» **Input for this task**

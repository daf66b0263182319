use axum::http::StatusCode;
use axum::response::{IntoResponse, Response};
use foresight_core::error::CoreError;
use foresight_db::StoreError;
use serde_json::json;

/// Application-level error type for HTTP handlers and the job processor.
///
/// Wraps [`CoreError`] for domain errors and [`StoreError`] for storage
/// failures, and adds HTTP-specific variants. Implements [`IntoResponse`]
/// to produce consistent JSON error responses.
#[derive(Debug, thiserror::Error)]
pub enum AppError {
    /// A domain-level error from `foresight_core`.
    #[error(transparent)]
    Core(#[from] CoreError),

    /// A job store failure.
    #[error(transparent)]
    Store(#[from] StoreError),

    /// A request body that could not be decoded.
    #[error("Bad request: {0}")]
    BadRequest(String),
}

/// Convenience type alias for handler return values.
pub type AppResult<T> = Result<T, AppError>;

impl IntoResponse for AppError {
    fn into_response(self) -> Response {
        let (status, code, message) = match &self {
            // --- CoreError variants ---
            AppError::Core(core) => match core {
                CoreError::NotFound { entity, id } => (
                    StatusCode::NOT_FOUND,
                    "NOT_FOUND",
                    format!("{entity} with id {id} not found"),
                ),
                CoreError::Validation(msg) => {
                    (StatusCode::BAD_REQUEST, "VALIDATION_ERROR", msg.clone())
                }
                CoreError::Conflict(msg) => (StatusCode::CONFLICT, "CONFLICT", msg.clone()),
            },

            // --- Storage errors ---
            AppError::Store(err) if err.is_unavailable() => {
                tracing::error!(error = %err, "Job store unavailable");
                (
                    StatusCode::SERVICE_UNAVAILABLE,
                    "SERVICE_UNAVAILABLE",
                    "Job store unavailable".to_string(),
                )
            }
            AppError::Store(err) => {
                tracing::error!(error = %err, "Job store error");
                internal()
            }

            // --- HTTP-specific errors ---
            AppError::BadRequest(msg) => {
                (StatusCode::BAD_REQUEST, "VALIDATION_ERROR", msg.clone())
            }
        };

        let body = json!({
            "error": message,
            "code": code,
        });

        (status, axum::Json(body)).into_response()
    }
}

/// Sanitized 500 triple; details are logged, never returned.
fn internal() -> (StatusCode, &'static str, String) {
    (
        StatusCode::INTERNAL_SERVER_ERROR,
        "INTERNAL_ERROR",
        "An internal error occurred".to_string(),
    )
}
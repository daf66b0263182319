//! Job execution engine.
//!
//! Contains the processor that creates forecast jobs, delegates them to the
//! compute backend, and turns each status report into a store write plus a
//! WebSocket notification.

pub mod processor;

pub use processor::{JobProcessor, ProcessorConfig};
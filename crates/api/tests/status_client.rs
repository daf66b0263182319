//! The status client against a live server: push over the real WebSocket
//! route with the HTTP poll route as fallback.

mod common;

use foresight_client::{StatusClient, StatusClientConfig};
use foresight_core::job::{ForecastRequest, JobStatus};
use std::time::Duration;

// ---------------------------------------------------------------------------
// Test: a watch follows a job to completion
// ---------------------------------------------------------------------------

#[tokio::test]
async fn watch_follows_job_to_completion() {
    let (app, state) = common::build_test_app();
    let base = common::spawn_server(app).await;
    let job = state
        .processor
        .create_job(ForecastRequest::new("Will it rain?", "D"))
        .await
        .unwrap();

    let client = StatusClient::for_server(&base, StatusClientConfig::default());
    let mut watch = client.watch(job.id);

    let mut seen = Vec::new();
    loop {
        let next = tokio::time::timeout(Duration::from_secs(10), watch.next())
            .await
            .expect("timed out waiting for an update");
        match next {
            Some(job) => seen.push(job),
            None => break,
        }
    }

    assert!(seen.windows(2).all(|w| w[0].progress <= w[1].progress));
    let last = seen.last().unwrap();
    assert_eq!(last.id, job.id);
    assert_eq!(last.status, JobStatus::Completed);
    assert!(last.result.is_some());
}

// ---------------------------------------------------------------------------
// Test: watching an unknown job ends the stream
// ---------------------------------------------------------------------------

#[tokio::test]
async fn watch_of_unknown_job_ends_without_updates() {
    let (app, _) = common::build_test_app();
    let base = common::spawn_server(app).await;

    let client = StatusClient::for_server(&base, StatusClientConfig::default());
    let mut watch = client.watch(uuid::Uuid::new_v4());

    let next = tokio::time::timeout(Duration::from_secs(10), watch.next())
        .await
        .expect("timed out waiting for the watch to end");
    assert!(next.is_none());
}
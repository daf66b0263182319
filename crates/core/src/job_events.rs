//! Frames exchanged over a job subscription socket.
//!
//! Used by the server when broadcasting job records and by the status
//! client when parsing them.

use serde::{Deserialize, Serialize};

use crate::job::Job;

/// Text keepalive sent by clients.
pub const KEEPALIVE_PING: &str = "ping";

/// Reply to [`KEEPALIVE_PING`].
pub const KEEPALIVE_PONG: &str = "pong";

/// A frame sent over a job subscription socket.
///
/// Serialized as `{"type": "<kind>", "data": {...}}`.
#[derive(Debug, Clone, PartialEq, Serialize, Deserialize)]
#[serde(tag = "type", content = "data", rename_all = "snake_case")]
pub enum JobFrame {
    /// Full job record pushed after every state change.
    StatusUpdate(Job),
    /// Subscription could not be served (e.g. unknown job).
    Error(FrameError),
}

/// Payload of an error frame, mirroring the HTTP error body.
#[derive(Debug, Clone, PartialEq, Serialize, Deserialize)]
pub struct FrameError {
    pub code: String,
    pub error: String,
}

impl JobFrame {
    pub fn to_json(&self) -> String {
        // Serializing plain data structs cannot fail.
        serde_json::to_string(self).unwrap_or_default()
    }
}

#[cfg(test)]
mod tests {
    use super::*;
    use crate::job::ForecastRequest;

    #[test]
    fn status_update_frame_uses_type_and_data_keys() {
        let job = Job::new(
            uuid::Uuid::new_v4(),
            ForecastRequest::new("Q", "D"),
            chrono::Utc::now(),
        );
        let value: serde_json::Value =
            serde_json::from_str(&JobFrame::StatusUpdate(job.clone()).to_json()).unwrap();

        assert_eq!(value["type"], "status_update");
        assert_eq!(value["data"]["id"], job.id.to_string());
        assert_eq!(value["data"]["status"], "pending");
    }

    #[test]
    fn error_frame_parses() {
        let raw = r#"{"type":"error","data":{"code":"NOT_FOUND","error":"missing"}}"#;
        let frame: JobFrame = serde_json::from_str(raw).unwrap();
        assert_eq!(
            frame,
            JobFrame::Error(FrameError {
                code: "NOT_FOUND".into(),
                error: "missing".into(),
            })
        );
    }
}
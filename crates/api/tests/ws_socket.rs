//! End-to-end WebSocket tests over a real TCP listener.

mod common;

use std::sync::Arc;
use std::time::Duration;

use foresight_api::router::build_app_router;
use foresight_api::state::AppState;
use foresight_compute::SimulatedCompute;
use foresight_core::job::{ForecastRequest, Job, JobStatus};
use foresight_core::job_events::JobFrame;
use foresight_db::MemoryJobStore;
use futures::{SinkExt, StreamExt};
use tokio_tungstenite::tungstenite::Message;

type Socket =
    tokio_tungstenite::WebSocketStream<tokio_tungstenite::MaybeTlsStream<tokio::net::TcpStream>>;

async fn connect(base: &str, job_id: impl std::fmt::Display) -> Socket {
    let url = format!("{}/api/v1/ws/jobs/{job_id}", base.replacen("http", "ws", 1));
    let (socket, _) = tokio_tungstenite::connect_async(url).await.unwrap();
    socket
}

/// Next text frame, skipping pings; `None` once the server closes.
async fn next_text(socket: &mut Socket) -> Option<String> {
    loop {
        let msg = tokio::time::timeout(Duration::from_secs(5), socket.next())
            .await
            .expect("timed out waiting for a frame")?
            .ok()?;
        match msg {
            Message::Text(text) => return Some(text.to_string()),
            Message::Close(_) => return None,
            _ => continue,
        }
    }
}

fn status_update(text: &str) -> Job {
    match serde_json::from_str::<JobFrame>(text).unwrap() {
        JobFrame::StatusUpdate(job) => job,
        other => panic!("expected a status update, got {other:?}"),
    }
}

// ---------------------------------------------------------------------------
// Test: unknown job yields an error frame and a close
// ---------------------------------------------------------------------------

#[tokio::test]
async fn unknown_job_gets_error_frame_then_close() {
    let (app, _) = common::build_test_app();
    let base = common::spawn_server(app).await;
    let mut socket = connect(&base, uuid::Uuid::new_v4()).await;

    let text = next_text(&mut socket).await.unwrap();
    let frame: serde_json::Value = serde_json::from_str(&text).unwrap();
    assert_eq!(frame["type"], "error");
    assert_eq!(frame["data"]["code"], "NOT_FOUND");

    assert!(next_text(&mut socket).await.is_none());
}

// ---------------------------------------------------------------------------
// Test: a subscriber follows a job to completion
// ---------------------------------------------------------------------------

#[tokio::test]
async fn subscriber_follows_job_to_completion() {
    let (app, state) = common::build_test_app();
    let base = common::spawn_server(app).await;
    let job = state
        .processor
        .create_job(ForecastRequest::new("Will it rain?", "D"))
        .await
        .unwrap();

    let mut socket = connect(&base, job.id).await;
    let mut frames = Vec::new();
    while let Some(text) = next_text(&mut socket).await {
        frames.push(status_update(&text));
    }

    assert!(!frames.is_empty());
    assert!(frames.windows(2).all(|w| w[0].progress <= w[1].progress));
    let last = frames.last().unwrap();
    assert_eq!(last.status, JobStatus::Completed);
    assert!(last.result.is_some());
}

// ---------------------------------------------------------------------------
// Test: text ping is answered with pong
// ---------------------------------------------------------------------------

#[tokio::test]
async fn text_ping_gets_pong() {
    // A one-minute step keeps the job running for the whole test.
    let mut config = common::test_config();
    config.simulated_step_millis = 60_000;
    let state = AppState::new(
        config.clone(),
        Arc::new(MemoryJobStore::new()),
        Arc::new(SimulatedCompute::new()),
    );
    let base = common::spawn_server(build_app_router(state.clone(), &config)).await;
    let job = state
        .processor
        .create_job(ForecastRequest::new("Q", "D"))
        .await
        .unwrap();

    let mut socket = connect(&base, job.id).await;
    let replay = status_update(&next_text(&mut socket).await.unwrap());
    assert_eq!(replay.id, job.id);

    socket.send(Message::Text("ping".into())).await.unwrap();
    // A status frame may race ahead of the reply.
    let mut reply = next_text(&mut socket).await.unwrap();
    while reply != "pong" {
        status_update(&reply);
        reply = next_text(&mut socket).await.unwrap();
    }
    assert_eq!(reply, "pong");
}
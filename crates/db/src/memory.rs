//! In-process [`JobStore`] backed by a `HashMap`.

use std::collections::HashMap;

use async_trait::async_trait;
use foresight_core::job::Job;
use foresight_core::types::JobId;
use tokio::sync::RwLock;

use crate::models::{JobListQuery, JobPage, JobStatistics};
use crate::store::{JobStore, StoreError};

/// Job store that lives only as long as the process.
///
/// Each call takes the lock once, so per-key reads and writes are atomic.
#[derive(Default)]
pub struct MemoryJobStore {
    jobs: RwLock<HashMap<JobId, Job>>,
}

impl MemoryJobStore {
    pub fn new() -> Self {
        Self::default()
    }
}

#[async_trait]
impl JobStore for MemoryJobStore {
    async fn get(&self, id: JobId) -> Result<Option<Job>, StoreError> {
        Ok(self.jobs.read().await.get(&id).cloned())
    }

    async fn put(&self, job: &Job) -> Result<(), StoreError> {
        self.jobs.write().await.insert(job.id, job.clone());
        Ok(())
    }

    async fn delete(&self, id: JobId) -> Result<bool, StoreError> {
        Ok(self.jobs.write().await.remove(&id).is_some())
    }

    async fn list(&self, query: &JobListQuery) -> Result<JobPage, StoreError> {
        let jobs = self.jobs.read().await;
        let mut matching: Vec<&Job> = jobs.values().filter(|j| query.matches(j)).collect();

        let field = query.sort_by();
        matching.sort_by(|a, b| {
            let ord = field.compare(a, b).then_with(|| a.id.cmp(&b.id));
            if query.sort_desc() {
                ord.reverse()
            } else {
                ord
            }
        });

        let total = matching.len() as i64;
        let page = matching
            .into_iter()
            .skip(query.offset() as usize)
            .take(query.limit() as usize)
            .cloned()
            .collect();

        Ok(JobPage {
            jobs: page,
            total,
            limit: query.limit(),
            offset: query.offset(),
        })
    }

    async fn statistics(&self) -> Result<JobStatistics, StoreError> {
        Ok(JobStatistics::from_jobs(self.jobs.read().await.values()))
    }

    async fn health_check(&self) -> Result<(), StoreError> {
        Ok(())
    }
}
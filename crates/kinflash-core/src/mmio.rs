//! Memory-mapped access to the on-chip flash memory module
//!
//! This is the [`FlashHardware`] implementation used on the target itself.
//!
//! # Safety
//!
//! The register block, the flash array and FlexRAM are accessed through raw
//! pointers. Constructing an [`MmioFlash`] asserts that the addresses are
//! correct for the part and that nothing else drives the controller.

use crate::hardware::FlashHardware;
use crate::regs::FTF_BASE;

/// Memory-mapped FTFx register block, flash array and FlexRAM
pub struct MmioFlash {
    /// Register block base
    regs: *mut u8,
    /// FlexRAM base
    flexram: *mut u8,
    /// FlexRAM size, writes past it are dropped
    flexram_size: u32,
}

impl MmioFlash {
    /// Wrap the flash module at the given addresses
    ///
    /// # Safety
    ///
    /// The caller must ensure that:
    /// - `regs` is the base of an FTFL/FTFE register block
    /// - `flexram..flexram + flexram_size` is the FlexRAM window
    /// - No other code accesses the controller while this value exists
    pub unsafe fn new(regs: usize, flexram: usize, flexram_size: u32) -> Self {
        Self {
            regs: regs as *mut u8,
            flexram: flexram as *mut u8,
            flexram_size,
        }
    }

    /// Wrap the flash module at the standard K-series addresses
    ///
    /// # Safety
    ///
    /// Same requirements as [`MmioFlash::new`].
    pub unsafe fn k_series(flexram_size: u32) -> Self {
        Self::new(FTF_BASE, crate::geometry::FLEXRAM_BASE as usize, flexram_size)
    }
}

impl FlashHardware for MmioFlash {
    #[inline]
    fn read_reg8(&mut self, offset: usize) -> u8 {
        unsafe { core::ptr::read_volatile(self.regs.add(offset)) }
    }

    #[inline]
    fn write_reg8(&mut self, offset: usize, value: u8) {
        unsafe { core::ptr::write_volatile(self.regs.add(offset), value) }
    }

    #[inline]
    fn read_reg32(&mut self, offset: usize) -> u32 {
        debug_assert!(offset & 3 == 0, "unaligned 32-bit register read");
        unsafe { core::ptr::read_volatile(self.regs.add(offset) as *const u32) }
    }

    #[inline]
    fn write_reg32(&mut self, offset: usize, value: u32) {
        debug_assert!(offset & 3 == 0, "unaligned 32-bit register write");
        unsafe { core::ptr::write_volatile(self.regs.add(offset) as *mut u32, value) }
    }

    fn read_flash(&mut self, addr: u32, buf: &mut [u8]) {
        let base = addr as usize as *const u8;
        for (i, byte) in buf.iter_mut().enumerate() {
            *byte = unsafe { core::ptr::read_volatile(base.add(i)) };
        }
    }

    fn write_flexram(&mut self, offset: u32, data: &[u8]) {
        let end = (offset as usize).saturating_add(data.len());
        debug_assert!(end <= self.flexram_size as usize);
        let len = data
            .len()
            .min((self.flexram_size as usize).saturating_sub(offset as usize));

        for (i, &byte) in data[..len].iter().enumerate() {
            unsafe {
                core::ptr::write_volatile(self.flexram.add(offset as usize + i), byte);
            }
        }
    }
}
//! FlexRAM function command

use kinflash_core::regs::{FcnfgFlags, FLEXRAM_FN_EEPROM, FLEXRAM_FN_RAM};
use kinflash_core::{FlashHardware, InternalFlash};

/// Issue Set FlexRAM Function and report the resulting state
pub fn run_flexram<H: FlashHardware>(
    flash: &mut InternalFlash<H>,
    code: u8,
) -> Result<(), Box<dyn std::error::Error>> {
    let name = match code {
        FLEXRAM_FN_RAM => "traditional RAM",
        FLEXRAM_FN_EEPROM => "EEPROM emulation",
        _ => "raw control code",
    };
    log::info!("Setting FlexRAM function 0x{:02X} ({})", code, name);

    flash.set_eee_enable(code)?;

    let fcnfg = flash.fcnfg();
    println!(
        "FlexRAM: RAMRDY={} EEERDY={}",
        fcnfg.contains(FcnfgFlags::RAMRDY) as u8,
        fcnfg.contains(FcnfgFlags::EEERDY) as u8
    );
    Ok(())
}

» **What to do**
Please copy each line of the records above in which the word "writes" can be found.

» **Solved problem**
/// Each call takes the lock once, so per-key reads and writes are atomic.
    /// FlexRAM size, writes past it are dropped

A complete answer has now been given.